* **Material supplied**
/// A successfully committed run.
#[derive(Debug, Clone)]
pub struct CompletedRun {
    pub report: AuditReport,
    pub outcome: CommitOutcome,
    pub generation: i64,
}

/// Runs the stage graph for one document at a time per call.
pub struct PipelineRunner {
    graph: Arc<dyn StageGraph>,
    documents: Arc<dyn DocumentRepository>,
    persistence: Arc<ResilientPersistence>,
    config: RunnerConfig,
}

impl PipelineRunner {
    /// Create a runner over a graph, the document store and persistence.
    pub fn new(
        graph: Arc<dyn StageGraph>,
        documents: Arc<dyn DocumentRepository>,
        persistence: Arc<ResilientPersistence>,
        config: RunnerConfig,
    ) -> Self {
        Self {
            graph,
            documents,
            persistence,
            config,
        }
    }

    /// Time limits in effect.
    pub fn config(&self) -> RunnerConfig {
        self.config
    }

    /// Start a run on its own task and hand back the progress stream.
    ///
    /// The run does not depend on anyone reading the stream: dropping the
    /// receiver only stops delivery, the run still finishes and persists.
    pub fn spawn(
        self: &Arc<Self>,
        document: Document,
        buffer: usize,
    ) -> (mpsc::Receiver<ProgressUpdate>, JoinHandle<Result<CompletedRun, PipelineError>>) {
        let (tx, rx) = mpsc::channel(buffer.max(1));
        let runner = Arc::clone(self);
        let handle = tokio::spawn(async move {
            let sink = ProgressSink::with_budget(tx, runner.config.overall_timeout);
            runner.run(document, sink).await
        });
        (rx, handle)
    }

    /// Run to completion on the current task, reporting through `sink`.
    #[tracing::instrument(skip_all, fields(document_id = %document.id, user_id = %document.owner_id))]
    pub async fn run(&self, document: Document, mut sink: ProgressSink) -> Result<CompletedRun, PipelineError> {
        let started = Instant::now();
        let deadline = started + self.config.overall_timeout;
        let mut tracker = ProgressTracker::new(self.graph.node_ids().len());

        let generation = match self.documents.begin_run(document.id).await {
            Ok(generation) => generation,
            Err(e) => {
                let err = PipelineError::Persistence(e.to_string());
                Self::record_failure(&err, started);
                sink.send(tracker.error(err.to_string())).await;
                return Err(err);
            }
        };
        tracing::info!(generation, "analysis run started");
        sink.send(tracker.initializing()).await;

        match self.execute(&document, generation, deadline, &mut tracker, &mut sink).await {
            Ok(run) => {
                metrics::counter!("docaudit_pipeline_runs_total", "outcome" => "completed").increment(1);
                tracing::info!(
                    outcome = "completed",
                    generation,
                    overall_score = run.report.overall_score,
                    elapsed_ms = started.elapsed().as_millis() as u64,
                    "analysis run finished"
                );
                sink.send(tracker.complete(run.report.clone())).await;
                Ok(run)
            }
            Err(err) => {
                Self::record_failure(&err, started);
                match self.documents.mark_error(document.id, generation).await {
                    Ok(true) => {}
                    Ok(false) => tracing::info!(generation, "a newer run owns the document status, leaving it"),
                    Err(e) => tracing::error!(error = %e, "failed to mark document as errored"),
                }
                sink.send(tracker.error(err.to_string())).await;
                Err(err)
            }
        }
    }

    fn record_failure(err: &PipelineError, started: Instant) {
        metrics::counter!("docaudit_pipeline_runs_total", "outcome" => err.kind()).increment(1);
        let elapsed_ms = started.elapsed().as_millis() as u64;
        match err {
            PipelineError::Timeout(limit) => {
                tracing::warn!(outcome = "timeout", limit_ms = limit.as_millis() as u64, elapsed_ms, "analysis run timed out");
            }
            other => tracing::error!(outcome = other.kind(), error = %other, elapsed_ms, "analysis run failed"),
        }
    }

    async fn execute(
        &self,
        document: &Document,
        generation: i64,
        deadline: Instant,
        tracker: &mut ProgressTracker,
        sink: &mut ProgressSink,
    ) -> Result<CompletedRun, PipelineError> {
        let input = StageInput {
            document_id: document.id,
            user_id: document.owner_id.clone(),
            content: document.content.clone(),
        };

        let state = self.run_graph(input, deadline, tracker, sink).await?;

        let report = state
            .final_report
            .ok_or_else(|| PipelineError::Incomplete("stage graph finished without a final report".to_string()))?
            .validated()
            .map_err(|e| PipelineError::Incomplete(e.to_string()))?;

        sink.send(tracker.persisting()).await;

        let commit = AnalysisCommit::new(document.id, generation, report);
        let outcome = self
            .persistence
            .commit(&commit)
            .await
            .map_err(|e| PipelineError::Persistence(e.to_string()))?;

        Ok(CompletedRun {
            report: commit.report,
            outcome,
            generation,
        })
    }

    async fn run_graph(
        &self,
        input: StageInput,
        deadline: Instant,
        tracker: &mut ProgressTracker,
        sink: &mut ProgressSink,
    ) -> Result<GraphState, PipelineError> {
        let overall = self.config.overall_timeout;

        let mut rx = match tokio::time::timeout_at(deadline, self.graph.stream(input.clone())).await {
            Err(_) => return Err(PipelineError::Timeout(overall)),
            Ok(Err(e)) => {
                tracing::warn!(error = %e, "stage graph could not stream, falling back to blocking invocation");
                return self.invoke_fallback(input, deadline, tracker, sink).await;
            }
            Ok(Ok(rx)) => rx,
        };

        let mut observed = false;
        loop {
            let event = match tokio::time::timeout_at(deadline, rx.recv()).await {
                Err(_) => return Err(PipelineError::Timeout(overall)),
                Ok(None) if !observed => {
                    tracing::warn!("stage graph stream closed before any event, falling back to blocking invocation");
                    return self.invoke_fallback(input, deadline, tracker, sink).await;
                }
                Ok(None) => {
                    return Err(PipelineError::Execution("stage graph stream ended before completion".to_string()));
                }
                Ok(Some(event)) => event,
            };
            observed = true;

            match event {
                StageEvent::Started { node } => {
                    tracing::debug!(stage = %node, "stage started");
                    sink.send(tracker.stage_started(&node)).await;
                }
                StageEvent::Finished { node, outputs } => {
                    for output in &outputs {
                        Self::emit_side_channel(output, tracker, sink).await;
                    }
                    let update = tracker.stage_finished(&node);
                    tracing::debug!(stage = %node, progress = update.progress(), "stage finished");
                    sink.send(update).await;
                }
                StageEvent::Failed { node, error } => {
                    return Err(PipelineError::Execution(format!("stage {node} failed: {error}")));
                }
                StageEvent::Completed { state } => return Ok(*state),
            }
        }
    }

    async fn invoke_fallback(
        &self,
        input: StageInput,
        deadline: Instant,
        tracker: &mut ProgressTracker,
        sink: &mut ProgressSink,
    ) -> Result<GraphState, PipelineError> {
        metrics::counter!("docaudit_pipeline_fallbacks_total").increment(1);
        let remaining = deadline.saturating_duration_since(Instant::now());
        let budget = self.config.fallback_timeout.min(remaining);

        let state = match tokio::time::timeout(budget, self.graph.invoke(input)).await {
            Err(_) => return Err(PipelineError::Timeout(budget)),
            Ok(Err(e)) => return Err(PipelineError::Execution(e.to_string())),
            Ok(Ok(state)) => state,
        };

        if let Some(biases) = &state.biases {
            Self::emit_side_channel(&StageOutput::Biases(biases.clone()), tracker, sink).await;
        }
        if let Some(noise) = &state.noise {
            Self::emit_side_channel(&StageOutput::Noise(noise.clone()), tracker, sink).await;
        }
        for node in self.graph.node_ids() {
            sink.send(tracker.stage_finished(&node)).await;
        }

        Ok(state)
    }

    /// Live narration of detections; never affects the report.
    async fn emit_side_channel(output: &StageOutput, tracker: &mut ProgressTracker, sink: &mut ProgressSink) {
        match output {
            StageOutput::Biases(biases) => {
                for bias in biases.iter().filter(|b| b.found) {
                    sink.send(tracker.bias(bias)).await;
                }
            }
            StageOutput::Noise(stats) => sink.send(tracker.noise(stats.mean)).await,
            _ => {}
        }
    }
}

* **Description of the task**
Using the material above, please reproduce each line exactly.

* **Solution**
/// A successfully committed run.
#[derive(Debug, Clone)]
pub struct CompletedRun {
    pub report: AuditReport,
    pub outcome: CommitOutcome,
    pub generation: i64,
}

/// Runs the stage graph for one document at a time per call.
pub struct PipelineRunner {
    graph: Arc<dyn StageGraph>,
    documents: Arc<dyn DocumentRepository>,
    persistence: Arc<ResilientPersistence>,
    config: RunnerConfig,
}

impl PipelineRunner {
    /// Create a runner over a graph, the document store and persistence.
    pub fn new(
        graph: Arc<dyn StageGraph>,
        documents: Arc<dyn DocumentRepository>,
        persistence: Arc<ResilientPersistence>,
        config: RunnerConfig,
    ) -> Self {
        Self {
            graph,
            documents,
            persistence,
            config,
        }
    }

    /// Time limits in effect.
    pub fn config(&self) -> RunnerConfig {
        self.config
    }

    /// Start a run on its own task and hand back the progress stream.
    ///
    /// The run does not depend on anyone reading the stream: dropping the
    /// receiver only stops delivery, the run still finishes and persists.
    pub fn spawn(
        self: &Arc<Self>,
        document: Document,
        buffer: usize,
    ) -> (mpsc::Receiver<ProgressUpdate>, JoinHandle<Result<CompletedRun, PipelineError>>) {
        let (tx, rx) = mpsc::channel(buffer.max(1));
        let runner = Arc::clone(self);
        let handle = tokio::spawn(async move {
            let sink = ProgressSink::with_budget(tx, runner.config.overall_timeout);
            runner.run(document, sink).await
        });
        (rx, handle)
    }

    /// Run to completion on the current task, reporting through `sink`.
    #[tracing::instrument(skip_all, fields(document_id = %document.id, user_id = %document.owner_id))]
    pub async fn run(&self, document: Document, mut sink: ProgressSink) -> Result<CompletedRun, PipelineError> {
        let started = Instant::now();
        let deadline = started + self.config.overall_timeout;
        let mut tracker = ProgressTracker::new(self.graph.node_ids().len());

        let generation = match self.documents.begin_run(document.id).await {
            Ok(generation) => generation,
            Err(e) => {
                let err = PipelineError::Persistence(e.to_string());
                Self::record_failure(&err, started);
                sink.send(tracker.error(err.to_string())).await;
                return Err(err);
            }
        };
        tracing::info!(generation, "analysis run started");
        sink.send(tracker.initializing()).await;

        match self.execute(&document, generation, deadline, &mut tracker, &mut sink).await {
            Ok(run) => {
                metrics::counter!("docaudit_pipeline_runs_total", "outcome" => "completed").increment(1);
                tracing::info!(
                    outcome = "completed",
                    generation,
                    overall_score = run.report.overall_score,
                    elapsed_ms = started.elapsed().as_millis() as u64,
                    "analysis run finished"
                );
                sink.send(tracker.complete(run.report.clone())).await;
                Ok(run)
            }
            Err(err) => {
                Self::record_failure(&err, started);
                match self.documents.mark_error(document.id, generation).await {
                    Ok(true) => {}
                    Ok(false) => tracing::info!(generation, "a newer run owns the document status, leaving it"),
                    Err(e) => tracing::error!(error = %e, "failed to mark document as errored"),
                }
                sink.send(tracker.error(err.to_string())).await;
                Err(err)
            }
        }
    }

    fn record_failure(err: &PipelineError, started: Instant) {
        metrics::counter!("docaudit_pipeline_runs_total", "outcome" => err.kind()).increment(1);
        let elapsed_ms = started.elapsed().as_millis() as u64;
        match err {
            PipelineError::Timeout(limit) => {
                tracing::warn!(outcome = "timeout", limit_ms = limit.as_millis() as u64, elapsed_ms, "analysis run timed out");
            }
            other => tracing::error!(outcome = other.kind(), error = %other, elapsed_ms, "analysis run failed"),
        }
    }

    async fn execute(
        &self,
        document: &Document,
        generation: i64,
        deadline: Instant,
        tracker: &mut ProgressTracker,
        sink: &mut ProgressSink,
    ) -> Result<CompletedRun, PipelineError> {
        let input = StageInput {
            document_id: document.id,
            user_id: document.owner_id.clone(),
            content: document.content.clone(),
        };

        let state = self.run_graph(input, deadline, tracker, sink).await?;

        let report = state
            .final_report
            .ok_or_else(|| PipelineError::Incomplete("stage graph finished without a final report".to_string()))?
            .validated()
            .map_err(|e| PipelineError::Incomplete(e.to_string()))?;

        sink.send(tracker.persisting()).await;

        let commit = AnalysisCommit::new(document.id, generation, report);
        let outcome = self
            .persistence
            .commit(&commit)
            .await
            .map_err(|e| PipelineError::Persistence(e.to_string()))?;

        Ok(CompletedRun {
            report: commit.report,
            outcome,
            generation,
        })
    }

    async fn run_graph(
        &self,
        input: StageInput,
        deadline: Instant,
        tracker: &mut ProgressTracker,
        sink: &mut ProgressSink,
    ) -> Result<GraphState, PipelineError> {
        let overall = self.config.overall_timeout;

        let mut rx = match tokio::time::timeout_at(deadline, self.graph.stream(input.clone())).await {
            Err(_) => return Err(PipelineError::Timeout(overall)),
            Ok(Err(e)) => {
                tracing::warn!(error = %e, "stage graph could not stream, falling back to blocking invocation");
                return self.invoke_fallback(input, deadline, tracker, sink).await;
            }
            Ok(Ok(rx)) => rx,
        };

        let mut observed = false;
        loop {
            let event = match tokio::time::timeout_at(deadline, rx.recv()).await {
                Err(_) => return Err(PipelineError::Timeout(overall)),
                Ok(None) if !observed => {
                    tracing::warn!("stage graph stream closed before any event, falling back to blocking invocation");
                    return self.invoke_fallback(input, deadline, tracker, sink).await;
                }
                Ok(None) => {
                    return Err(PipelineError::Execution("stage graph stream ended before completion".to_string()));
                }
                Ok(Some(event)) => event,
            };
            observed = true;

            match event {
                StageEvent::Started { node } => {
                    tracing::debug!(stage = %node, "stage started");
                    sink.send(tracker.stage_started(&node)).await;
                }
                StageEvent::Finished { node, outputs } => {
                    for output in &outputs {
                        Self::emit_side_channel(output, tracker, sink).await;
                    }
                    let update = tracker.stage_finished(&node);
                    tracing::debug!(stage = %node, progress = update.progress(), "stage finished");
                    sink.send(update).await;
                }
                StageEvent::Failed { node, error } => {
                    return Err(PipelineError::Execution(format!("stage {node} failed: {error}")));
                }
                StageEvent::Completed { state } => return Ok(*state),
            }
        }
    }

    async fn invoke_fallback(
        &self,
        input: StageInput,
        deadline: Instant,
        tracker: &mut ProgressTracker,
        sink: &mut ProgressSink,
    ) -> Result<GraphState, PipelineError> {
        metrics::counter!("docaudit_pipeline_fallbacks_total").increment(1);
        let remaining = deadline.saturating_duration_since(Instant::now());
        let budget = self.config.fallback_timeout.min(remaining);

        let state = match tokio::time::timeout(budget, self.graph.invoke(input)).await {
            Err(_) => return Err(PipelineError::Timeout(budget)),
            Ok(Err(e)) => return Err(PipelineError::Execution(e.to_string())),
            Ok(Ok(state)) => state,
        };

        if let Some(biases) = &state.biases {
            Self::emit_side_channel(&StageOutput::Biases(biases.clone()), tracker, sink).await;
        }
        if let Some(noise) = &state.noise {
            Self::emit_side_channel(&StageOutput::Noise(noise.clone()), tracker, sink).await;
        }
        for node in self.graph.node_ids() {
            sink.send(tracker.stage_finished(&node)).await;
        }

        Ok(state)
    }

    /// Live narration of detections; never affects the report.
    async fn emit_side_channel(output: &StageOutput, tracker: &mut ProgressTracker, sink: &mut ProgressSink) {
        match output {
            StageOutput::Biases(biases) => {
                for bias in biases.iter().filter(|b| b.found) {
                    sink.send(tracker.bias(bias)).await;
                }
            }
            StageOutput::Noise(stats) => sink.send(tracker.noise(stats.mean)).await,
            _ => {}
        }
    }
}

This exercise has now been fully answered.